- **What to do**: Give the data again in full, exactly as written below.

Data records
################
//! The loaded dataset and its explicit cache.
//!
//! Listing distinct values for filter controls needs the whole table. The
//! table is loaded once into a [`Dataset`] and kept in a [`DatasetCache`]
//! until a mutation calls [`DatasetCache::invalidate`].

use std::{collections::BTreeMap, future::Future, sync::Arc};

use ledger_core::{Filters, Frame, LedgerStore, Value};
use tokio::sync::RwLock;

/// Display-only column derived from `year` and `month`.
pub const PERIOD_COLUMN: &str = "period";

/// `"{year}-{month:02}"`, or NULL when either part is missing.
pub fn period(year: &Value, month: &Value) -> Value {
  match (year.as_i64(), month.as_i64()) {
    (Some(y), Some(m)) => Value::Text(format!("{y}-{m:02}")),
    _ => Value::Null,
  }
}

// ─── Dataset ─────────────────────────────────────────────────────────────────

/// The full table plus the values derived from it for display.
#[derive(Debug, Clone)]
pub struct Dataset {
  frame:  Frame,
  /// Sorted distinct non-null values per column.
  values: BTreeMap<String, Vec<Value>>,
}

impl Dataset {
  /// Read the whole table from an open store.
  pub async fn load<S: LedgerStore>(store: &S) -> Result<Self, S::Error> {
    let frame = store.frame(&Filters::new()).await?;
    Ok(Self::from_frame(frame))
  }

  pub fn from_frame(mut frame: Frame) -> Self {
    if let (Some(y), Some(m)) = (frame.column_index("year"), frame.column_index("month")) {
      frame.push_column(PERIOD_COLUMN, |_, row| period(&row[y], &row[m]));
    }

    let values = frame
      .columns
      .iter()
      .filter_map(|c| frame.distinct(c).map(|vs| (c.clone(), vs)))
      .collect();

    Self { frame, values }
  }

  pub fn frame(&self) -> &Frame { &self.frame }

  pub fn columns(&self) -> &[String] { &self.frame.columns }

  pub fn values(&self, column: &str) -> Option<&[Value]> {
    self.values.get(column).map(Vec::as_slice)
  }

  /// Sorted distinct non-null values of `column` over the rows matching
  /// `filters`; `None` for an unknown column.
  pub fn values_matching(&self, column: &str, filters: &Filters) -> Option<Vec<Value>> {
    if filters.is_empty() {
      return self.values(column).map(<[Value]>::to_vec);
    }
    self.frame.filtered(filters).distinct(column)
  }
}

// ─── Cache ───────────────────────────────────────────────────────────────────

/// Holds at most one loaded [`Dataset`], shared across requests.
#[derive(Debug, Default)]
pub struct DatasetCache {
  slot: RwLock<Option<Arc<Dataset>>>,
}

impl DatasetCache {
  pub fn new() -> Self { Self::default() }

  /// Return the cached dataset, running `load` first if there is none.
  /// Concurrent callers on an empty cache wait for a single load.
  pub async fn get_or_load<F, Fut, E>(&self, load: F) -> Result<Arc<Dataset>, E>
  where
    F: FnOnce() -> Fut,
    Fut: Future<Output = Result<Dataset, E>>,
  {
    if let Some(ds) = self.slot.read().await.as_ref() {
      return Ok(Arc::clone(ds));
    }

    let mut slot = self.slot.write().await;
    if let Some(ds) = slot.as_ref() {
      return Ok(Arc::clone(ds));
    }
    let ds = Arc::new(load().await?);
    tracing::debug!(rows = ds.frame.len(), "dataset loaded");
    *slot = Some(Arc::clone(&ds));
    Ok(ds)
  }

  /// Drop the cached dataset; the next read reloads it.
  pub async fn invalidate(&self) {
    if self.slot.write().await.take().is_some() {
      tracing::debug!("dataset invalidated");
    }
  }

  pub async fn is_loaded(&self) -> bool { self.slot.read().await.is_some() }
}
################
- **Task solution**:
//! The loaded dataset and its explicit cache.
//!
//! Listing distinct values for filter controls needs the whole table. The
//! table is loaded once into a [`Dataset`] and kept in a [`DatasetCache`]
//! until a mutation calls [`DatasetCache::invalidate`].

use std::{collections::BTreeMap, future::Future, sync::Arc};

use ledger_core::{Filters, Frame, LedgerStore, Value};
use tokio::sync::RwLock;

/// Display-only column derived from `year` and `month`.
pub const PERIOD_COLUMN: &str = "period";

/// `"{year}-{month:02}"`, or NULL when either part is missing.
pub fn period(year: &Value, month: &Value) -> Value {
  match (year.as_i64(), month.as_i64()) {
    (Some(y), Some(m)) => Value::Text(format!("{y}-{m:02}")),
    _ => Value::Null,
  }
}

// ─── Dataset ─────────────────────────────────────────────────────────────────

/// The full table plus the values derived from it for display.
#[derive(Debug, Clone)]
pub struct Dataset {
  frame:  Frame,
  /// Sorted distinct non-null values per column.
  values: BTreeMap<String, Vec<Value>>,
}

impl Dataset {
  /// Read the whole table from an open store.
  pub async fn load<S: LedgerStore>(store: &S) -> Result<Self, S::Error> {
    let frame = store.frame(&Filters::new()).await?;
    Ok(Self::from_frame(frame))
  }

  pub fn from_frame(mut frame: Frame) -> Self {
    if let (Some(y), Some(m)) = (frame.column_index("year"), frame.column_index("month")) {
      frame.push_column(PERIOD_COLUMN, |_, row| period(&row[y], &row[m]));
    }

    let values = frame
      .columns
      .iter()
      .filter_map(|c| frame.distinct(c).map(|vs| (c.clone(), vs)))
      .collect();

    Self { frame, values }
  }

  pub fn frame(&self) -> &Frame { &self.frame }

  pub fn columns(&self) -> &[String] { &self.frame.columns }

  pub fn values(&self, column: &str) -> Option<&[Value]> {
    self.values.get(column).map(Vec::as_slice)
  }

  /// Sorted distinct non-null values of `column` over the rows matching
  /// `filters`; `None` for an unknown column.
  pub fn values_matching(&self, column: &str, filters: &Filters) -> Option<Vec<Value>> {
    if filters.is_empty() {
      return self.values(column).map(<[Value]>::to_vec);
    }
    self.frame.filtered(filters).distinct(column)
  }
}

// ─── Cache ───────────────────────────────────────────────────────────────────

/// Holds at most one loaded [`Dataset`], shared across requests.
#[derive(Debug, Default)]
pub struct DatasetCache {
  slot: RwLock<Option<Arc<Dataset>>>,
}

impl DatasetCache {
  pub fn new() -> Self { Self::default() }

  /// Return the cached dataset, running `load` first if there is none.
  /// Concurrent callers on an empty cache wait for a single load.
  pub async fn get_or_load<F, Fut, E>(&self, load: F) -> Result<Arc<Dataset>, E>
  where
    F: FnOnce() -> Fut,
    Fut: Future<Output = Result<Dataset, E>>,
  {
    if let Some(ds) = self.slot.read().await.as_ref() {
      return Ok(Arc::clone(ds));
    }

    let mut slot = self.slot.write().await;
    if let Some(ds) = slot.as_ref() {
      return Ok(Arc::clone(ds));
    }
    let ds = Arc::new(load().await?);
    tracing::debug!(rows = ds.frame.len(), "dataset loaded");
    *slot = Some(Arc::clone(&ds));
    Ok(ds)
  }

  /// Drop the cached dataset; the next read reloads it.
  pub async fn invalidate(&self) {
    if self.slot.write().await.take().is_some() {
      tracing::debug!("dataset invalidated");
    }
  }

  pub async fn is_loaded(&self) -> bool { self.slot.read().await.is_some() }
}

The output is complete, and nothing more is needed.